_Instructions to follow:_
Return only what lies between the first line of the entries and the line containing "the admin username", both lines included.

_Source data:_
================================
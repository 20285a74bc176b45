//! Default administrator configuration from environment variables.
//!
//! `DEFAULT_ADMIN_USERNAME`, `DEFAULT_ADMIN_EMAIL` and `DEFAULT_ADMIN_PASSWORD`
//! must all be set and non-empty for a bootstrap admin to be created.

/// Environment variable holding the admin username
pub const ADMIN_USERNAME_ENV: &str = "DEFAULT_ADMIN_USERNAME";
/// Environment variable holding the admin email
pub const ADMIN_EMAIL_ENV: &str = "DEFAULT_ADMIN_EMAIL";
/// Environment variable holding the admin password
pub const ADMIN_PASSWORD_ENV: &str = "DEFAULT_ADMIN_PASSWORD";

/// Credentials for the bootstrap administrator
#[derive(Debug, Clone, PartialEq, Eq)]
pub struct AdminCredentials {
    /// Login name
    pub username: String,
    /// Contact address
    pub email: String,
    /// Plain-text password, hashed before storage
    pub password: String,
}

/// Builds credentials from an arbitrary variable lookup.
///
/// Returns `None` if any of the three values is missing or empty.
pub fn credentials_from<F>(lookup: F) -> Option<AdminCredentials>
where
    F: Fn(&str) -> Option<String>,
{
    let non_empty = |key: &str| lookup(key).filter(|v| !v.is_empty());

    Some(AdminCredentials {
        username: non_empty(ADMIN_USERNAME_ENV)?,
        email: non_empty(ADMIN_EMAIL_ENV)?,
        password: non_empty(ADMIN_PASSWORD_ENV)?,
    })
}

/// Reads the bootstrap admin credentials from the process environment.
#[must_use]
pub fn admin_credentials_from_env() -> Option<AdminCredentials> {
    credentials_from(|key| std::env::var(key).ok())
}

#[cfg(test)]
mod tests {
    use super::*;
    use std::collections::HashMap;

    fn lookup<'a>(vars: &'a HashMap<&'a str, &'a str>) -> impl Fn(&str) -> Option<String> + 'a {
        move |key| vars.get(key).map(|v| (*v).to_string())
    }

    #[test]
    fn test_all_variables_present() {
        let vars = HashMap::from([
            (ADMIN_USERNAME_ENV, "admin"),
            (ADMIN_EMAIL_ENV, "admin@example.com"),
            (ADMIN_PASSWORD_ENV, "secret-pass"),
        ]);
        let creds = credentials_from(lookup(&vars));
        assert_eq!(
            creds.map(|c| c.username),
            Some("admin".to_string())
        );
    }

    #[test]
    fn test_missing_or_empty_variable_skips() {
        let missing = HashMap::from([(ADMIN_USERNAME_ENV, "admin"), (ADMIN_EMAIL_ENV, "a@b.c")]);
        assert!(credentials_from(lookup(&missing)).is_none());

        let empty = HashMap::from([
            (ADMIN_USERNAME_ENV, "admin"),
            (ADMIN_EMAIL_ENV, ""),
            (ADMIN_PASSWORD_ENV, "secret-pass"),
        ]);
        assert!(credentials_from(lookup(&empty)).is_none());
    }
}
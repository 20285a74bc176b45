//! User entity - a person who owns accounts, budgets and transactions.

use sea_orm::entity::prelude::*;
use serde::{Deserialize, Serialize};

/// User database model
#[derive(Clone, Debug, PartialEq, Eq, DeriveEntityModel, Serialize, Deserialize)]
#[sea_orm(table_name = "users")]
pub struct Model {
    /// Unique identifier
    #[sea_orm(primary_key)]
    pub id: i64,
    /// Login name
    #[sea_orm(unique)]
    pub username: String,
    /// Address used for scheduled emails; may be empty
    pub email: String,
    /// Optional given name used to greet the user
    pub first_name: String,
    /// Argon2id PHC string
    #[serde(skip_serializing)]
    pub password_hash: String,
    /// Whether this account was bootstrapped as administrator
    pub is_superuser: bool,
    /// When the user signed up
    pub created_at: DateTimeUtc,
}

impl Model {
    /// Name used in email greetings: first name when set, username otherwise.
    #[must_use]
    pub fn display_name(&self) -> &str {
        if self.first_name.is_empty() {
            &self.username
        } else {
            &self.first_name
        }
    }
}

/// Defines relationships between User and other entities
#[derive(Copy, Clone, Debug, EnumIter, DeriveRelation)]
pub enum Relation {
    /// One user has many transactions
    #[sea_orm(has_many = "super::transaction::Entity")]
    Transactions,
    /// One user has many budgets
    #[sea_orm(has_many = "super::budget::Entity")]
    Budgets,
    /// One user has at most one settings row
    #[sea_orm(has_one = "super::user_settings::Entity")]
    Settings,
}

impl Related<super::transaction::Entity> for Entity {
    fn to() -> RelationDef {
        Relation::Transactions.def()
    }
}

impl Related<super::budget::Entity> for Entity {
    fn to() -> RelationDef {
        Relation::Budgets.def()
    }
}

impl Related<super::user_settings::Entity> for Entity {
    fn to() -> RelationDef {
        Relation::Settings.def()
    }
}

impl ActiveModelBehavior for ActiveModel {}
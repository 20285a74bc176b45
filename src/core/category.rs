//! Category catalog - list categories and seed the default catalog.

use crate::{
    config::categories::CategoryConfig,
    entities::{Category, CategoryKind, category},
    errors::Result,
};
use chrono::Utc;
use sea_orm::{QueryOrder, Set, prelude::*};
use serde::Serialize;
use tracing::{debug, info};

/// Outcome of a catalog seeding run.
#[derive(Debug, Clone, Copy, Default, PartialEq, Eq, Serialize)]
pub struct PrepopulateResult {
    /// Categories inserted
    pub created: usize,
    /// Categories that already existed
    pub skipped: usize,
}

/// Inserts a catalog category.
pub async fn create_category<C>(
    db: &C,
    name: &str,
    kind: CategoryKind,
    vendor: Option<String>,
) -> Result<category::Model>
where
    C: ConnectionTrait,
{
    category::ActiveModel {
        name: Set(name.to_string()),
        kind: Set(kind),
        vendor: Set(vendor),
        created_at: Set(Utc::now()),
        ..Default::default()
    }
    .insert(db)
    .await
    .map_err(Into::into)
}

/// Lists categories ordered by name, optionally restricted to one kind.
pub async fn list_categories(
    db: &DatabaseConnection,
    kind: Option<CategoryKind>,
) -> Result<Vec<category::Model>> {
    let mut query = Category::find();
    if let Some(kind) = kind {
        query = query.filter(category::Column::Kind.eq(kind));
    }
    query
        .order_by_asc(category::Column::Name)
        .all(db)
        .await
        .map_err(Into::into)
}

/// Inserts each configured category unless a category with the same name and
/// kind already exists. Safe to run on every startup.
pub async fn prepopulate_categories(
    db: &DatabaseConnection,
    catalog: &[CategoryConfig],
) -> Result<PrepopulateResult> {
    let mut result = PrepopulateResult::default();
    for entry in catalog {
        let exists = Category::find()
            .filter(category::Column::Name.eq(entry.name.as_str()))
            .filter(category::Column::Kind.eq(entry.kind))
            .one(db)
            .await?
            .is_some();
        if exists {
            debug!(name = %entry.name, kind = entry.kind.name(), "Category already exists");
            result.skipped += 1;
            continue;
        }
        create_category(db, &entry.name, entry.kind, None).await?;
        result.created += 1;
    }

    info!(created = result.created, skipped = result.skipped, "Category catalog seeded");
    Ok(result)
}

#[cfg(test)]
mod tests {
    #![allow(clippy::unwrap_used)]
    use super::*;
    use crate::config::categories::default_categories;
    use crate::test_utils::{create_test_category, setup_test_db};

    #[tokio::test]
    async fn test_prepopulate_is_idempotent() -> Result<()> {
        let db = setup_test_db().await?;
        let catalog = default_categories();

        let first = prepopulate_categories(&db, &catalog).await?;
        assert_eq!(first.created, 25);
        assert_eq!(first.skipped, 0);

        let second = prepopulate_categories(&db, &catalog).await?;
        assert_eq!(second.created, 0);
        assert_eq!(second.skipped, 25);
        Ok(())
    }

    #[tokio::test]
    async fn test_list_by_kind() -> Result<()> {
        let db = setup_test_db().await?;
        create_test_category(&db, "Salary", CategoryKind::Income).await?;
        create_test_category(&db, "Rent", CategoryKind::Expense).await?;
        create_test_category(&db, "Groceries", CategoryKind::Expense).await?;

        let expense = list_categories(&db, Some(CategoryKind::Expense)).await?;
        let names: Vec<_> = expense.iter().map(|c| c.name.as_str()).collect();
        assert_eq!(names, vec!["Groceries", "Rent"]);

        assert_eq!(list_categories(&db, None).await?.len(), 3);
        Ok(())
    }
}
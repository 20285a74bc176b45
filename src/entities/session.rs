//! Session entity - an opaque login token bound to a user.

use sea_orm::entity::prelude::*;
use serde::{Deserialize, Serialize};

/// Session database model
#[derive(Clone, Debug, PartialEq, Eq, DeriveEntityModel, Serialize, Deserialize)]
#[sea_orm(table_name = "sessions")]
pub struct Model {
    /// Unique identifier
    #[sea_orm(primary_key)]
    pub id: i64,
    /// Random token presented as cookie or bearer credential
    #[sea_orm(unique)]
    pub token: String,
    /// Owner of the session
    pub user_id: i64,
    /// When the session was opened
    pub created_at: DateTimeUtc,
}

/// Defines relationships between Session and other entities
#[derive(Copy, Clone, Debug, EnumIter, DeriveRelation)]
pub enum Relation {
    /// Each session belongs to one user
    #[sea_orm(
        belongs_to = "super::user::Entity",
        from = "Column::UserId",
        to = "super::user::Column::Id",
        on_delete = "Cascade"
    )]
    User,
}

impl Related<super::user::Entity> for Entity {
    fn to() -> RelationDef {
        Relation::User.def()
    }
}

impl ActiveModelBehavior for ActiveModel {}
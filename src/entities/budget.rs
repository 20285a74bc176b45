//! Budget entity - one envelope for a (category, type, year, month) slot.
//!
//! A user has at most one budget per slot. When `allow_carry_over` is set, the
//! unspent remainder at month end is copied into the next month's slot as
//! `carried_over_cents`.

use super::sea_orm_active_enums::TransactionType;
use sea_orm::entity::prelude::*;
use serde::{Deserialize, Serialize};

/// Budget database model
#[derive(Clone, Debug, PartialEq, Eq, DeriveEntityModel, Serialize, Deserialize)]
#[sea_orm(table_name = "budgets")]
pub struct Model {
    /// Unique identifier
    #[sea_orm(primary_key)]
    pub id: i64,
    /// Owning user
    pub user_id: i64,
    /// INCOME, NEED, WANT, ...
    #[sea_orm(column_name = "type")]
    pub budget_type: TransactionType,
    /// Category name matched against transactions
    pub category: String,
    /// Planned amount in cents
    pub amount_cents: i64,
    /// Calendar year of the envelope
    pub budget_year: i32,
    /// Calendar month of the envelope, 1-12
    pub budget_month: i32,
    /// Whether the unspent remainder rolls into next month
    pub allow_carry_over: bool,
    /// Remainder received from the previous month, in cents
    pub carried_over_cents: i64,
    /// When the budget was created
    pub created_at: DateTimeUtc,
    /// When the budget was last modified
    pub updated_at: DateTimeUtc,
}

impl Model {
    /// Planned amount in dollars.
    #[must_use]
    pub fn amount_dollars(&self) -> f64 {
        crate::core::money::cents_to_dollars(self.amount_cents)
    }

    /// Carried-over amount in dollars.
    #[must_use]
    pub fn carried_over_dollars(&self) -> f64 {
        crate::core::money::cents_to_dollars(self.carried_over_cents)
    }

    /// Month as `u32` for date arithmetic. Stored months are always 1-12.
    #[must_use]
    pub fn month(&self) -> u32 {
        u32::try_from(self.budget_month).unwrap_or(1)
    }
}

/// Defines relationships between Budget and other entities
#[derive(Copy, Clone, Debug, EnumIter, DeriveRelation)]
pub enum Relation {
    /// Each budget belongs to one user
    #[sea_orm(
        belongs_to = "super::user::Entity",
        from = "Column::UserId",
        to = "super::user::Column::Id",
        on_delete = "Cascade"
    )]
    User,
    /// Category allocations within this envelope
    #[sea_orm(has_many = "super::budget_allocation::Entity")]
    Allocations,
}

impl Related<super::user::Entity> for Entity {
    fn to() -> RelationDef {
        Relation::User.def()
    }
}

impl Related<super::budget_allocation::Entity> for Entity {
    fn to() -> RelationDef {
        Relation::Allocations.def()
    }
}

impl ActiveModelBehavior for ActiveModel {}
================================
_Answer below:_
repository 20285a74bc176b45
//! Default administrator configuration from environment variables.
//!
//! `DEFAULT_ADMIN_USERNAME`, `DEFAULT_ADMIN_EMAIL` and `DEFAULT_ADMIN_PASSWORD`
//! must all be set and non-empty for a bootstrap admin to be created.

/// Environment variable holding the admin username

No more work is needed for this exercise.